== Segment start ==
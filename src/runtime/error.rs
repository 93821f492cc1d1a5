use thiserror::Error;

/// Everything that can go wrong while adapting and invoking a callable.
///
/// A failed invocation yields exactly one of these and no results.
#[derive(Debug, Clone, PartialEq, Error)]
pub enum CuminError {
    /// The reference does not denote invokable logic.
    #[error("Handler is not a function!")]
    NotCallable,

    /// Argument count differs from the declared parameter count.
    #[error("Cumin Type Error: expected {expected} args for function {signature}, got {got}")]
    ArityMismatch {
        expected: usize,
        name: String,
        signature: String,
        got: usize,
    },

    /// An argument could not be adapted to its parameter type.
    #[error(
        "Cumin Type Error: expected {expected} for arg[{index}] in ({signature}), got {actual}."
    )]
    TypeMismatch {
        index: usize,
        expected: String,
        actual: String,
        signature: String,
    },

    /// The callable reported failure through its trailing error slot.
    #[error("{0}")]
    Invocation(String),

    /// The callable broke its own declared return shape.
    #[error("Cumin Fault: {name} returned {got} values, declared {expected}")]
    Fault {
        name: String,
        expected: usize,
        got: usize,
    },

    /// A JSON argument list could not be decoded.
    #[error("Cumin Decode Error: {0}")]
    Decode(String),
}

impl From<serde_json::Error> for CuminError {
    fn from(err: serde_json::Error) -> Self {
        CuminError::Decode(err.to_string())
    }
}
use crate::runtime::handler::Handler;

const ANONYMOUS: &str = "anonymous";

/// Short display name of a handler: its qualified path without the module
/// prefix. Purely cosmetic; never affects invocation.
pub fn function_name(handler: &Handler) -> String {
    handler.path().map_or_else(|| ANONYMOUS.to_string(), short_name)
}

/// Reduces a qualified Rust path to its last segment.
///
/// Generic arguments are dropped first so that paths inside them cannot leak
/// into the result. Closures are named after their enclosing item, one
/// `.closure` per nesting level; function pointers are named `fn`.
pub fn short_name(path: &str) -> String {
    let path = path.trim_start_matches(['&', '*']);
    let path = path.strip_prefix("mut ").unwrap_or(path);
    if path.starts_with("fn(") || path.starts_with("unsafe fn(") || path.starts_with("extern ") {
        return "fn".to_string();
    }

    let stripped = strip_generics(path);
    let segments: Vec<&str> = stripped
        .split("::")
        .map(str::trim)
        .filter(|s| !s.is_empty())
        .collect();

    let Some(named_at) = segments.iter().rposition(|s| !is_synthetic(s)) else {
        return ANONYMOUS.to_string();
    };

    let mut name = segments[named_at].to_string();
    for segment in &segments[named_at + 1..] {
        name.push('.');
        name.push_str(segment.trim_matches(['{', '}']));
    }
    name
}

/// Compiler-generated segments such as `{{closure}}` or `{{constant}}`.
fn is_synthetic(segment: &str) -> bool {
    segment.starts_with("{{") && segment.ends_with("}}")
}

fn strip_generics(path: &str) -> String {
    let mut out = String::with_capacity(path.len());
    let mut depth = 0usize;
    for ch in path.chars() {
        match ch {
            '<' => depth += 1,
            '>' => depth = depth.saturating_sub(1),
            _ if depth == 0 => out.push(ch),
            _ => {}
        }
    }
    out
}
== Segment end ==
Only the lines from the first line of the records through the one containing "denote invokable logic." should be reproduced, exactly, with both of them included.

filename src/runtime/error.rs
repository 93821f492cc1d1a5
use thiserror::Error;

/// Everything that can go wrong while adapting and invoking a callable.
///
/// A failed invocation yields exactly one of these and no results.
#[derive(Debug, Clone, PartialEq, Error)]
pub enum CuminError {
    /// The reference does not denote invokable logic.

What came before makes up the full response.